*** Material supplied ***
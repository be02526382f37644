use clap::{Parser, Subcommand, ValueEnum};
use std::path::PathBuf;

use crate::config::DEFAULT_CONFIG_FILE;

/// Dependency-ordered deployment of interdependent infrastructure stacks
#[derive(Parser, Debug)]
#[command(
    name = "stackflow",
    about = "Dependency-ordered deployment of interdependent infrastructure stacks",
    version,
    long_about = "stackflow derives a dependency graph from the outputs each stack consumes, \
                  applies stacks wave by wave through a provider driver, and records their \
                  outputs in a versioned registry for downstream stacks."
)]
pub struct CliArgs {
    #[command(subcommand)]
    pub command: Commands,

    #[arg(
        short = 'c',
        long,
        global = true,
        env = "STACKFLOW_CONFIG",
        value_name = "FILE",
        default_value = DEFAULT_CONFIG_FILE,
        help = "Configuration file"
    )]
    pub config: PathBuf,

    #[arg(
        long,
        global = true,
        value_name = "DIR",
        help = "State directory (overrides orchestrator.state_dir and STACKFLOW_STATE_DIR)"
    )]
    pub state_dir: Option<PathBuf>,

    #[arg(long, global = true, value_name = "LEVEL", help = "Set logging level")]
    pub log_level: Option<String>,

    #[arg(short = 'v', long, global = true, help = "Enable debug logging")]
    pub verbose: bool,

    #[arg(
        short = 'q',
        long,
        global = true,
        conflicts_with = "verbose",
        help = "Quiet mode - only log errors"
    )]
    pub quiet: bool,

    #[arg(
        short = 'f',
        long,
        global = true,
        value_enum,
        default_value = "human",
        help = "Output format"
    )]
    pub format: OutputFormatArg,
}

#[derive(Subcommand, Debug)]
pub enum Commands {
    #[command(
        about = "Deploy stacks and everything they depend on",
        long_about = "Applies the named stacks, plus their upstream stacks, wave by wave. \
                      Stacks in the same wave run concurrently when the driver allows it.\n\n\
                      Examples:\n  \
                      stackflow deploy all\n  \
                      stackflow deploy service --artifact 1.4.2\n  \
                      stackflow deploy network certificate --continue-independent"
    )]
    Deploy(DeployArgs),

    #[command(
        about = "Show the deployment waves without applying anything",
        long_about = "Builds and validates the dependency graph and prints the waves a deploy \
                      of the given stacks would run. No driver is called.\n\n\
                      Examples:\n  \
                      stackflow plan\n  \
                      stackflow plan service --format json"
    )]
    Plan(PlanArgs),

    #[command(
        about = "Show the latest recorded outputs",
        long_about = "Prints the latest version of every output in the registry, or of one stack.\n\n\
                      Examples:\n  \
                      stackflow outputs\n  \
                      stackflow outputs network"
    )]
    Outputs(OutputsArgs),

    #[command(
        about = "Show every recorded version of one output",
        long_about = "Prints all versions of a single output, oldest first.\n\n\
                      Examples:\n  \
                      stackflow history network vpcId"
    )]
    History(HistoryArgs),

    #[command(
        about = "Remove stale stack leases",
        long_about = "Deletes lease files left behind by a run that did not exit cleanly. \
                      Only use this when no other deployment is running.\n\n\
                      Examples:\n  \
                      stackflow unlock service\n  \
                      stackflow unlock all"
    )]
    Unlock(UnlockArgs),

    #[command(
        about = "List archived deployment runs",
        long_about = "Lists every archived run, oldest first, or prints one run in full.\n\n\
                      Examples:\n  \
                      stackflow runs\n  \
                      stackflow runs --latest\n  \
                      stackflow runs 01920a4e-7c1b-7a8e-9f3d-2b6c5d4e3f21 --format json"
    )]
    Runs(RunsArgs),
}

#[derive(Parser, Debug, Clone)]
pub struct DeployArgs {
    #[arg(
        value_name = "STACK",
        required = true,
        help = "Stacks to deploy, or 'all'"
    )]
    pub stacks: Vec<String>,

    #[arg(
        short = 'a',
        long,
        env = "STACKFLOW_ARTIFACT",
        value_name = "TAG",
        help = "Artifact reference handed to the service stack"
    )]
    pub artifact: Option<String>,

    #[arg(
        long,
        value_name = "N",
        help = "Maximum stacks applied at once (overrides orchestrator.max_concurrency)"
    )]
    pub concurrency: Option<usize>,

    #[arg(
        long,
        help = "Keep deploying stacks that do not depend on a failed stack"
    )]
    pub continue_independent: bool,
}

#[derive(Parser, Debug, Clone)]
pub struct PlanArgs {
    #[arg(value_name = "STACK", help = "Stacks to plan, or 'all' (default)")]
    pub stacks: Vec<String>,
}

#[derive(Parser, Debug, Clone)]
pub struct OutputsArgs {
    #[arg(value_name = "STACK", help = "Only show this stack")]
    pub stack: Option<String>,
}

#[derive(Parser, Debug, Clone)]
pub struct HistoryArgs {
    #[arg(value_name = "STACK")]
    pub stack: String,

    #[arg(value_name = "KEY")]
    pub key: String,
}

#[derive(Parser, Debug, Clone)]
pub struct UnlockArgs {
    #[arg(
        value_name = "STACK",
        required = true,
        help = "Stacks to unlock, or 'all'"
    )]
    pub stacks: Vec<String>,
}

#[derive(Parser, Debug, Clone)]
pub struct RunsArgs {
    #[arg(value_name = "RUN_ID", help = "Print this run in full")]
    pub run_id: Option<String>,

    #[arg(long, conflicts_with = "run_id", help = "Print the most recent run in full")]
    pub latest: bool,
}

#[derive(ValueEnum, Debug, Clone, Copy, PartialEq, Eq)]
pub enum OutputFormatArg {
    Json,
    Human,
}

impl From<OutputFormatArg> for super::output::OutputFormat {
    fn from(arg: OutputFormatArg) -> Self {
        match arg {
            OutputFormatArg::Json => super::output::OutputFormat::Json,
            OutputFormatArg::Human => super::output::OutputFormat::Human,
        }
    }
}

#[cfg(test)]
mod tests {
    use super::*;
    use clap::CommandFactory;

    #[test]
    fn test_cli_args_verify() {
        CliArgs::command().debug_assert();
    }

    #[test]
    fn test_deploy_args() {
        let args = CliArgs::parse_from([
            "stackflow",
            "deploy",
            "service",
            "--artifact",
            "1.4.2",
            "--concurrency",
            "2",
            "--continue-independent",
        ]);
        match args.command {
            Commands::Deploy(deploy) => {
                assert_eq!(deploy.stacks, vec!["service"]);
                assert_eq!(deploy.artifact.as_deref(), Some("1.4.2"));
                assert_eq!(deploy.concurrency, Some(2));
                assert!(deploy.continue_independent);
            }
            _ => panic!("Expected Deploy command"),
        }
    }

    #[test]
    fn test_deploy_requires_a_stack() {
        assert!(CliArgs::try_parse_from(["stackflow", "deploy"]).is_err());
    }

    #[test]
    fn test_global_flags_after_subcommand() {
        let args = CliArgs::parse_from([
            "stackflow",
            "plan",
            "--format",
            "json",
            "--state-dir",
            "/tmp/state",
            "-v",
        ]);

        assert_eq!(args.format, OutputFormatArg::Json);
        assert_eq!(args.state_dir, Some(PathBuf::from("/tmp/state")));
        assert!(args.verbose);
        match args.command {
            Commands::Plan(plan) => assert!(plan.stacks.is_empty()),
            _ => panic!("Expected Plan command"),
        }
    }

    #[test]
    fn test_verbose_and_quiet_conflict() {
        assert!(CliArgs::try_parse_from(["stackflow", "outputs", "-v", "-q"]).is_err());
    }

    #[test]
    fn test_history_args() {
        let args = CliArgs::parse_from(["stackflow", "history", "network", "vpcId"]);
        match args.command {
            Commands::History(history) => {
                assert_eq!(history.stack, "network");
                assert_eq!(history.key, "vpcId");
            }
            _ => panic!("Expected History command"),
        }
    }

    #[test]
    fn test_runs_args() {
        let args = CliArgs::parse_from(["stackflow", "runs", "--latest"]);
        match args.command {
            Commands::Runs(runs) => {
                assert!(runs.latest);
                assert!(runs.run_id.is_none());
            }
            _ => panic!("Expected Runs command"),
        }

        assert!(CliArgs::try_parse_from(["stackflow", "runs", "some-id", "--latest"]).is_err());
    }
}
*** End of Material supplied ***
_Task to carry out_
The reply should be nothing but the number of lines in the listing above that include "infrastructure".

_Worked solution_
2